EXERCISE OBJECTIVE:
A complete response lists each line of the data below that includes the word "unlink".

GIVEN INFORMATION:
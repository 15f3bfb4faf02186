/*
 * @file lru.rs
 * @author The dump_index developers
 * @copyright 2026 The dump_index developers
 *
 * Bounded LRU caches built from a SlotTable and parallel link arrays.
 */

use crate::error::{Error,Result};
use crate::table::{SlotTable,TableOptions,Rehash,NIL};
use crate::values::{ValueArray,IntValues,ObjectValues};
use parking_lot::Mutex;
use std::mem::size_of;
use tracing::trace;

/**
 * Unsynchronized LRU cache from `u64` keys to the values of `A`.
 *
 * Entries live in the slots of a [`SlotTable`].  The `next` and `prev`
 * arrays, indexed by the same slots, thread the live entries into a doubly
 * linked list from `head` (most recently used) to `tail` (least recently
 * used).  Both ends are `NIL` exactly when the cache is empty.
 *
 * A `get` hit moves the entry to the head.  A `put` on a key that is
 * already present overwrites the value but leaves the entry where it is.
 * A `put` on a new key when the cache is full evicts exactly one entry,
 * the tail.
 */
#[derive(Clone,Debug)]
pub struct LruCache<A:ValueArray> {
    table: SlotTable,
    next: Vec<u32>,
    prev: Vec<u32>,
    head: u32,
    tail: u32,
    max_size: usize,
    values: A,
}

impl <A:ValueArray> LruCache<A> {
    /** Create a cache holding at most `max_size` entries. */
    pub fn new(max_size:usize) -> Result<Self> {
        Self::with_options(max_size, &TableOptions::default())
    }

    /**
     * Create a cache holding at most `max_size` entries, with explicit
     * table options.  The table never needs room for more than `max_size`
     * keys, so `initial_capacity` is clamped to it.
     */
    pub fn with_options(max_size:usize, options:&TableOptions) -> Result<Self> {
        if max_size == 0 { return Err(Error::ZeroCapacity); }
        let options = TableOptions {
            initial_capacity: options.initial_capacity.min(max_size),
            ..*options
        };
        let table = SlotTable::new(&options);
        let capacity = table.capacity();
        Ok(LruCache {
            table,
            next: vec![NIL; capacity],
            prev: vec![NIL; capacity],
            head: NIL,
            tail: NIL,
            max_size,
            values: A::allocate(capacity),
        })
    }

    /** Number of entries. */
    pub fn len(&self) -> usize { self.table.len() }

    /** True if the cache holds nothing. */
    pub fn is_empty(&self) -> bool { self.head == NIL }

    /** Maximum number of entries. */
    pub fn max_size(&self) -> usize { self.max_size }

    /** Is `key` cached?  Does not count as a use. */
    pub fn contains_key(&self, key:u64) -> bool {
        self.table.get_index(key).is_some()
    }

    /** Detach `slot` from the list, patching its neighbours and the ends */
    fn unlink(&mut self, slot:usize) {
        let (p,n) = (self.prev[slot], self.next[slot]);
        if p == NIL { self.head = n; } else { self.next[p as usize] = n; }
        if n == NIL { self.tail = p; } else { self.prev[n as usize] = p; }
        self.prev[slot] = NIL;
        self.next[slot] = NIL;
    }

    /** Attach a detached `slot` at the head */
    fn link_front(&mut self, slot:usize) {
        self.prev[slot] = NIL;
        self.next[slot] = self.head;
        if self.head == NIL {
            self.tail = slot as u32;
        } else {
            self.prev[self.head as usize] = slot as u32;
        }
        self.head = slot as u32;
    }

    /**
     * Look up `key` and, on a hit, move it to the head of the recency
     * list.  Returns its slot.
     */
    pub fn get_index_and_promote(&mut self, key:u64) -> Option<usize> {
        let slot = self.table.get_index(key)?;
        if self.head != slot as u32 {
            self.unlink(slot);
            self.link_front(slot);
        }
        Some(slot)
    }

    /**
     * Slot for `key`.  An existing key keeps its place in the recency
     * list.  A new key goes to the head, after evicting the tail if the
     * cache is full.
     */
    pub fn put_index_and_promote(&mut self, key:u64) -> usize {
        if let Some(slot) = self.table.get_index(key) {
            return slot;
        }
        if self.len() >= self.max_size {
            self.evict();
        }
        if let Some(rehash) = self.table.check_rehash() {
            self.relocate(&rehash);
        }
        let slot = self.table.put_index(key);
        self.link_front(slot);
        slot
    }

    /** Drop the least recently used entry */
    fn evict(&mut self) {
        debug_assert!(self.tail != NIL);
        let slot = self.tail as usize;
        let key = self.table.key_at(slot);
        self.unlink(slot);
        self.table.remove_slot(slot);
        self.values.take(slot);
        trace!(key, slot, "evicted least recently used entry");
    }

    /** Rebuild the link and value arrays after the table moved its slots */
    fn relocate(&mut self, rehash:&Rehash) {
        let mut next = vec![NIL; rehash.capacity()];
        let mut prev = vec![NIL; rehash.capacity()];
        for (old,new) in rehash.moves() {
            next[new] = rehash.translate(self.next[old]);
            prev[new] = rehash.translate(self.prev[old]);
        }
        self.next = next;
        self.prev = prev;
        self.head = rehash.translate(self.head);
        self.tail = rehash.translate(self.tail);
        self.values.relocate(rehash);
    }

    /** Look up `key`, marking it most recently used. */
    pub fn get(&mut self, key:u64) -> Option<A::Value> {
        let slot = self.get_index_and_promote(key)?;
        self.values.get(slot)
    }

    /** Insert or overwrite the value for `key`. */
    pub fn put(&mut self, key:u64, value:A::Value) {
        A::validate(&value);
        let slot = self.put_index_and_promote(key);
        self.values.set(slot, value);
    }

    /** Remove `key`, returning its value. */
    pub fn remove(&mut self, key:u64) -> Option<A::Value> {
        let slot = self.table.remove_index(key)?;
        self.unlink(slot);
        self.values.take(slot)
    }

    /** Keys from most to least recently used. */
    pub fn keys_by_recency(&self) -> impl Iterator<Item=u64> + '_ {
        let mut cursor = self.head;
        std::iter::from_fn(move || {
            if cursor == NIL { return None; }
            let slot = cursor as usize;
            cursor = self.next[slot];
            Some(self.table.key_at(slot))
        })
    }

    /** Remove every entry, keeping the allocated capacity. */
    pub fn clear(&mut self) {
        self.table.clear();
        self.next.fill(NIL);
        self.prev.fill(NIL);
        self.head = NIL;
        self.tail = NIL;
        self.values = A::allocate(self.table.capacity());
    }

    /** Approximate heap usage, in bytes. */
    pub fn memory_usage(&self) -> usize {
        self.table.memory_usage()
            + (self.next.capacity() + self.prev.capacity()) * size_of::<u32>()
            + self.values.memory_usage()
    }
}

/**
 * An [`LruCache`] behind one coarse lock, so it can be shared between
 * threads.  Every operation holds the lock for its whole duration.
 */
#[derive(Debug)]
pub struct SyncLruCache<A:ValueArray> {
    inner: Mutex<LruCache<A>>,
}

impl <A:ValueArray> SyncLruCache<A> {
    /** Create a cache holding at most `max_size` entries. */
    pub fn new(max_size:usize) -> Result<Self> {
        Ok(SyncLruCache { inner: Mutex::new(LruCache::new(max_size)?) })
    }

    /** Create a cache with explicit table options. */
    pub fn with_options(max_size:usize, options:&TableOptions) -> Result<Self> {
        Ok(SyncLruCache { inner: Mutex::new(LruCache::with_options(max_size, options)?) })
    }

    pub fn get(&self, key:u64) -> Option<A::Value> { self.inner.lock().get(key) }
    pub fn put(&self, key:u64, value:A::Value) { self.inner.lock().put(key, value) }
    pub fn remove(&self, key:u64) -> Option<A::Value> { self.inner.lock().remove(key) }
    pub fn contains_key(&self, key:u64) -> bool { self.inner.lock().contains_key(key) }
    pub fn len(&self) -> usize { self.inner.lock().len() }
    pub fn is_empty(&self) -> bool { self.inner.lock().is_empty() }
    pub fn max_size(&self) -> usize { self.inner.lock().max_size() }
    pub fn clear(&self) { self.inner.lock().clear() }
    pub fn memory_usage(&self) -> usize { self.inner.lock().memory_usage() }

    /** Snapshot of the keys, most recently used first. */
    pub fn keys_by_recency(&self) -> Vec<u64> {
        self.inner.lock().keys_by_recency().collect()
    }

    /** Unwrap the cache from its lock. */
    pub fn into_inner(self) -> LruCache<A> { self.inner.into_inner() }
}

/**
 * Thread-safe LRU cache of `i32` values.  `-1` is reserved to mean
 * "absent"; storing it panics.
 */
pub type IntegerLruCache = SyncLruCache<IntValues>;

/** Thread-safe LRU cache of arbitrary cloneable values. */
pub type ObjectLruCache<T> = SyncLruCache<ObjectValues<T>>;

TASK ANSWER:
    fn unlink(&mut self, slot:usize) {
            self.unlink(slot);
        self.unlink(slot);
        self.unlink(slot);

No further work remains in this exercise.